Before you decide to accept a risk, conduct an Impact Analysis to see the full
consequences of the risk. You may not be able to do anything about the risk
itself, but you can likely come up with a contingency plan to
cope with its consequences.
Controlling
Risk
If you choose to
accept the risk, there are a number of ways in which you can reduce its impact.
You can use experiments to
observe where problems occur, and to find ways to introduce preventative and detectiveactions before you
introduce the activity on a larger scale.
·
Preventative action involves aiming to prevent
a high-risk situation from happening. It includes health and safety training,
firewall protection on corporate servers, and cross-training your team.
·
Detective action involves
identifying the points in a process where something could go wrong, and then
putting steps in place to fix the problems promptly if they occur.

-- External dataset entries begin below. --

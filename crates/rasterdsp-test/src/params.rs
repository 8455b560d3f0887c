//! Regression test parameters and operations

use crate::error::{TestError, TestResult};
use crate::{golden_dir, regout_dir};
use rasterdsp_core::Bitmap;
use std::fs;
use std::path::Path;

/// Regression test mode
#[derive(Debug, Clone, Copy, PartialEq, Eq, Default)]
pub enum RegTestMode {
    /// Generate golden files
    Generate,
    /// Compare with golden files (default)
    #[default]
    Compare,
    /// Display mode - run without comparison
    Display,
}

impl RegTestMode {
    /// Parse mode from the `REGTEST_MODE` environment variable.
    pub fn from_env() -> Self {
        match std::env::var("REGTEST_MODE")
            .unwrap_or_default()
            .to_lowercase()
            .as_str()
        {
            "generate" => Self::Generate,
            "display" => Self::Display,
            _ => Self::Compare,
        }
    }
}

/// Regression test parameters
///
/// Tracks the state of a regression test: the test name, current index,
/// mode, and success status.
pub struct RegParams {
    /// Name of the test (e.g., "threshold")
    pub test_name: String,
    /// Current test index (incremented before each check)
    index: usize,
    /// Test mode (generate, compare, or display)
    pub mode: RegTestMode,
    /// Overall success status
    success: bool,
    /// Recorded failures
    failures: Vec<String>,
}

impl RegParams {
    /// Create new regression test parameters.
    ///
    /// The mode is taken from the `REGTEST_MODE` environment variable.
    pub fn new(test_name: &str) -> Self {
        let mode = RegTestMode::from_env();

        let _ = fs::create_dir_all(golden_dir());
        let _ = fs::create_dir_all(regout_dir());

        eprintln!();
        eprintln!("////////////////////////////////////////////////");
        eprintln!("////////////////   {}_reg   ///////////////", test_name);
        eprintln!("////////////////////////////////////////////////");
        eprintln!("Mode: {:?}", mode);

        Self {
            test_name: test_name.to_string(),
            index: 0,
            mode,
            success: true,
            failures: Vec::new(),
        }
    }

    /// Get the current test index.
    pub fn index(&self) -> usize {
        self.index
    }

    /// Check if in display mode.
    pub fn display(&self) -> bool {
        self.mode == RegTestMode::Display
    }

    /// Compare two floating-point values within `delta`.
    pub fn compare_values(&mut self, expected: f64, actual: f64, delta: f64) -> bool {
        self.index += 1;
        let diff = (expected - actual).abs();

        if diff > delta {
            let msg = format!(
                "Failure in {}_reg: value comparison for index {}\n\
                 difference = {} but allowed delta = {}\n\
                 expected = {}, actual = {}",
                self.test_name, self.index, diff, delta, expected, actual
            );
            eprintln!("{}", msg);
            self.failures.push(msg);
            self.success = false;
            false
        } else {
            true
        }
    }

    /// Compare two bitmaps for exact equality of dimensions, depth, and
    /// raw pixel values.
    pub fn compare_bitmaps(&mut self, bmp1: &Bitmap, bmp2: &Bitmap) -> bool {
        self.index += 1;

        if !bmp1.sizes_equal(bmp2) {
            let msg = format!(
                "Failure in {}_reg: bitmap comparison for index {} - dimension mismatch",
                self.test_name, self.index
            );
            eprintln!("{}", msg);
            self.failures.push(msg);
            self.success = false;
            return false;
        }

        for y in 0..bmp1.height() {
            for x in 0..bmp1.width() {
                if bmp1.get_pixel_unchecked(x, y) != bmp2.get_pixel_unchecked(x, y) {
                    let msg = format!(
                        "Failure in {}_reg: bitmap comparison for index {} - pixel mismatch at ({}, {})",
                        self.test_name, self.index, x, y
                    );
                    eprintln!("{}", msg);
                    self.failures.push(msg);
                    self.success = false;
                    return false;
                }
            }
        }

        true
    }

    /// Compare two bitmaps allowing each resolved color sample to differ
    /// by at most `tolerance`.
    pub fn compare_bitmaps_within(&mut self, bmp1: &Bitmap, bmp2: &Bitmap, tolerance: u8) -> bool {
        self.index += 1;

        if !bmp1.sizes_equal(bmp2) {
            let msg = format!(
                "Failure in {}_reg: bitmap comparison for index {} - dimension mismatch",
                self.test_name, self.index
            );
            eprintln!("{}", msg);
            self.failures.push(msg);
            self.success = false;
            return false;
        }

        for y in 0..bmp1.height() {
            for x in 0..bmp1.width() {
                let c1 = bmp1.pixel_color_unchecked(x, y);
                let c2 = bmp2.pixel_color_unchecked(x, y);
                let worst = [
                    c1.red.abs_diff(c2.red),
                    c1.green.abs_diff(c2.green),
                    c1.blue.abs_diff(c2.blue),
                    c1.alpha.abs_diff(c2.alpha),
                ]
                .into_iter()
                .max()
                .unwrap_or(0);
                if worst > tolerance {
                    let msg = format!(
                        "Failure in {}_reg: bitmap comparison for index {} - \
                         sample off by {} at ({}, {}), tolerance {}",
                        self.test_name, self.index, worst, x, y, tolerance
                    );
                    eprintln!("{}", msg);
                    self.failures.push(msg);
                    self.success = false;
                    return false;
                }
            }
        }

        true
    }

    /// Dump a bitmap to the regression output directory and check it
    /// against its golden counterpart.
    pub fn write_bitmap_and_check(&mut self, bmp: &Bitmap) -> TestResult<()> {
        self.index += 1;

        let local_path = format!("{}/{}.{:02}.rdump", regout_dir(), self.test_name, self.index);
        fs::write(&local_path, bitmap_to_bytes(bmp)).map_err(|e| TestError::BitmapWrite {
            path: local_path.clone(),
            message: e.to_string(),
        })?;

        self.check_file(&local_path)
    }

    /// Write raw data to file and check against the golden file.
    pub fn write_data_and_check(&mut self, data: &[u8], ext: &str) -> TestResult<()> {
        self.index += 1;

        let local_path = format!(
            "{}/{}.{:02}.{}",
            regout_dir(),
            self.test_name,
            self.index,
            ext
        );

        fs::write(&local_path, data)?;
        self.check_file(&local_path)
    }

    /// Check a file against its golden counterpart.
    ///
    /// In generate mode, copies the file to golden. In compare mode,
    /// compares with the golden file. In display mode, does nothing.
    fn check_file(&mut self, local_path: &str) -> TestResult<()> {
        let ext = Path::new(local_path)
            .extension()
            .and_then(|e| e.to_str())
            .unwrap_or("");

        let golden_path = format!(
            "{}/{}_golden.{:02}.{}",
            golden_dir(),
            self.test_name,
            self.index,
            ext
        );

        match self.mode {
            RegTestMode::Generate => {
                fs::copy(local_path, &golden_path)?;
                eprintln!("Generated: {}", golden_path);
            }
            RegTestMode::Compare => {
                if !Path::new(&golden_path).exists() {
                    let msg = format!(
                        "Failure in {}_reg: golden file not found: {}",
                        self.test_name, golden_path
                    );
                    eprintln!("{}", msg);
                    self.failures.push(msg);
                    self.success = false;
                    return Ok(());
                }

                let local_data = fs::read(local_path)?;
                let golden_data = fs::read(&golden_path)?;

                if local_data != golden_data {
                    let msg = format!(
                        "Failure in {}_reg, index {}: comparing {} with {}",
                        self.test_name, self.index, local_path, golden_path
                    );
                    eprintln!("{}", msg);
                    self.failures.push(msg);
                    self.success = false;
                }
            }
            RegTestMode::Display => {}
        }

        Ok(())
    }

    /// Compare two binary data arrays.
    pub fn compare_strings(&mut self, data1: &[u8], data2: &[u8]) -> bool {
        self.index += 1;

        if data1 != data2 {
            let msg = format!(
                "Failure in {}_reg: string comparison for index {}\n\
                 sizes: {} vs {}",
                self.test_name,
                self.index,
                data1.len(),
                data2.len()
            );
            eprintln!("{}", msg);
            self.failures.push(msg);
            self.success = false;
            false
        } else {
            true
        }
    }

    /// Clean up and report results.
    ///
    /// Returns `true` if all checks passed.
    pub fn cleanup(self) -> bool {
        if self.success {
            eprintln!("SUCCESS: {}_reg", self.test_name);
        } else {
            eprintln!("FAILURE: {}_reg", self.test_name);
            for failure in &self.failures {
                eprintln!("  {}", failure);
            }
        }
        eprintln!();

        self.success
    }

    /// Check if all tests have passed so far.
    pub fn is_success(&self) -> bool {
        self.success
    }

    /// Get list of failures.
    pub fn failures(&self) -> &[String] {
        &self.failures
    }
}

/// Serialize a bitmap into a deterministic byte dump: a fixed header,
/// the palette entries, and the packed pixel words in little-endian
/// order. Used for golden-file comparison; not an interchange format.
fn bitmap_to_bytes(bmp: &Bitmap) -> Vec<u8> {
    let mut out = Vec::with_capacity(16 + bmp.data().len() * 4);
    out.extend_from_slice(b"RDMP");
    out.extend_from_slice(&bmp.width().to_le_bytes());
    out.extend_from_slice(&bmp.height().to_le_bytes());
    out.extend_from_slice(&bmp.depth().bits().to_le_bytes());
    out.push(u8::from(bmp.has_alpha()));

    match bmp.palette() {
        Some(palette) => {
            out.extend_from_slice(&(palette.len() as u32).to_le_bytes());
            for color in palette.colors() {
                out.extend_from_slice(&[color.red, color.green, color.blue, color.alpha]);
            }
        }
        None => out.extend_from_slice(&0u32.to_le_bytes()),
    }

    for word in bmp.data() {
        out.extend_from_slice(&word.to_le_bytes());
    }
    out
}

Detective
actions include double-checking finance reports, conducting safety testing
before a product is released, or installing sensors to detect product defects.
Summary
Risk Analysis is a
proven way of identifying and assessing factors that could negatively affect
the success of a business or project. It allows you to examine the risks that
you or your organization face, and helps you decide whether or not to move
forward with a decision.
You do a Risk
Analysis by identify threats, and estimating the likelihood of those threats
being realized.
Once you've worked
out the value of the risks you face, you can start looking at ways to manage
them effectively. This may include choosing to avoid the risk, sharing it, or
accepting it while reducing its impact.
It's essential that
you're thorough when you're working through your Risk Analysis, and that you're
aware of all of the possible impacts of the risks revealed. This includes being
mindful of costs, ethics, and people's safety.